(Saved data entries)
"""

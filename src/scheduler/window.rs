//! Campaign scheduling window
//!
//! Bounds when the scheduler may dispatch sessions for a campaign.

use chrono::{Datelike, Local, NaiveTime, Weekday};
use tracing::debug;

/// Scheduling window configuration
#[derive(Debug, Clone, serde::Serialize, serde::Deserialize)]
#[serde(rename_all = "camelCase")]
pub struct ScheduleWindow {
    /// Enable windowing; a disabled window always permits activity
    pub enabled: bool,
    /// Start time (HH:MM format)
    pub start_time: String,
    /// End time (HH:MM format)
    pub end_time: String,
    /// Days of the week to run (0 = Monday, 6 = Sunday)
    pub days: Vec<u8>,
}

impl Default for ScheduleWindow {
    fn default() -> Self {
        Self {
            enabled: false,
            start_time: "00:00".to_string(),
            end_time: "23:59".to_string(),
            days: vec![0, 1, 2, 3, 4, 5, 6],
        }
    }
}

impl ScheduleWindow {
    /// Check if current time is within the scheduled window
    pub fn is_within_schedule(&self) -> bool {
        if !self.enabled {
            return true; // If windowing disabled, always allow
        }

        let now = Local::now();

        // Check day of week
        let today = match now.weekday() {
            Weekday::Mon => 0,
            Weekday::Tue => 1,
            Weekday::Wed => 2,
            Weekday::Thu => 3,
            Weekday::Fri => 4,
            Weekday::Sat => 5,
            Weekday::Sun => 6,
        };

        if !self.days.contains(&today) {
            debug!("Today ({}) not in scheduled days: {:?}", today, self.days);
            return false;
        }

        // Parse start and end times
        let start = match NaiveTime::parse_from_str(&self.start_time, "%H:%M") {
            Ok(t) => t,
            Err(_) => {
                debug!("Invalid start time format: {}", self.start_time);
                return true;
            }
        };

        let end = match NaiveTime::parse_from_str(&self.end_time, "%H:%M") {
            Ok(t) => t,
            Err(_) => {
                debug!("Invalid end time format: {}", self.end_time);
                return true;
            }
        };

        let current_time = now.time();

        // Handle overnight windows (e.g. 22:00 - 06:00)
        if start > end {
            return current_time >= start || current_time <= end;
        }

        current_time >= start && current_time <= end
    }
}

#[cfg(test)]
mod tests {
    use super::*;

    #[test]
    fn test_default_window_is_open() {
        let window = ScheduleWindow::default();
        assert!(!window.enabled);
        assert!(window.is_within_schedule());
    }

    #[test]
    fn test_disabled_window_always_allows() {
        let window = ScheduleWindow {
            enabled: true,
            days: vec![],
            ..Default::default()
        };
        // No days selected: nothing is permitted
        assert!(!window.is_within_schedule());

        let window = ScheduleWindow {
            enabled: false,
            days: vec![],
            ..Default::default()
        };
        assert!(window.is_within_schedule());
    }

    #[test]
    fn test_all_day_every_day_permits() {
        let window = ScheduleWindow {
            enabled: true,
            ..Default::default()
        };
        assert!(window.is_within_schedule());
    }

    #[test]
    fn test_invalid_time_format_falls_open() {
        let window = ScheduleWindow {
            enabled: true,
            start_time: "not-a-time".into(),
            ..Default::default()
        };
        assert!(window.is_within_schedule());
    }
}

"""

> _INSTRUCTIONS TO FOLLOW_: Write out all the entries exactly.

> _ANSWER BOX_:
filename src/scheduler/window.rs
//! Campaign scheduling window
//!
//! Bounds when the scheduler may dispatch sessions for a campaign.

use chrono::{Datelike, Local, NaiveTime, Weekday};
use tracing::debug;

/// Scheduling window configuration
#[derive(Debug, Clone, serde::Serialize, serde::Deserialize)]
#[serde(rename_all = "camelCase")]
pub struct ScheduleWindow {
    /// Enable windowing; a disabled window always permits activity
    pub enabled: bool,
    /// Start time (HH:MM format)
    pub start_time: String,
    /// End time (HH:MM format)
    pub end_time: String,
    /// Days of the week to run (0 = Monday, 6 = Sunday)
    pub days: Vec<u8>,
}

impl Default for ScheduleWindow {
    fn default() -> Self {
        Self {
            enabled: false,
            start_time: "00:00".to_string(),
            end_time: "23:59".to_string(),
            days: vec![0, 1, 2, 3, 4, 5, 6],
        }
    }
}

impl ScheduleWindow {
    /// Check if current time is within the scheduled window
    pub fn is_within_schedule(&self) -> bool {
        if !self.enabled {
            return true; // If windowing disabled, always allow
        }

        let now = Local::now();

        // Check day of week
        let today = match now.weekday() {
            Weekday::Mon => 0,
            Weekday::Tue => 1,
            Weekday::Wed => 2,
            Weekday::Thu => 3,
            Weekday::Fri => 4,
            Weekday::Sat => 5,
            Weekday::Sun => 6,
        };

        if !self.days.contains(&today) {
            debug!("Today ({}) not in scheduled days: {:?}", today, self.days);
            return false;
        }

        // Parse start and end times
        let start = match NaiveTime::parse_from_str(&self.start_time, "%H:%M") {
            Ok(t) => t,
            Err(_) => {
                debug!("Invalid start time format: {}", self.start_time);
                return true;
            }
        };

        let end = match NaiveTime::parse_from_str(&self.end_time, "%H:%M") {
            Ok(t) => t,
            Err(_) => {
                debug!("Invalid end time format: {}", self.end_time);
                return true;
            }
        };

        let current_time = now.time();

        // Handle overnight windows (e.g. 22:00 - 06:00)
        if start > end {
            return current_time >= start || current_time <= end;
        }

        current_time >= start && current_time <= end
    }
}

#[cfg(test)]
mod tests {
    use super::*;

    #[test]
    fn test_default_window_is_open() {
        let window = ScheduleWindow::default();
        assert!(!window.enabled);
        assert!(window.is_within_schedule());
    }

    #[test]
    fn test_disabled_window_always_allows() {
        let window = ScheduleWindow {
            enabled: true,
            days: vec![],
            ..Default::default()
        };
        // No days selected: nothing is permitted
        assert!(!window.is_within_schedule());

        let window = ScheduleWindow {
            enabled: false,
            days: vec![],
            ..Default::default()
        };
        assert!(window.is_within_schedule());
    }

    #[test]
    fn test_all_day_every_day_permits() {
        let window = ScheduleWindow {
            enabled: true,
            ..Default::default()
        };
        assert!(window.is_within_schedule());
    }

    #[test]
    fn test_invalid_time_format_falls_open() {
        let window = ScheduleWindow {
            enabled: true,
            start_time: "not-a-time".into(),
            ..Default::default()
        };
        assert!(window.is_within_schedule());
    }
}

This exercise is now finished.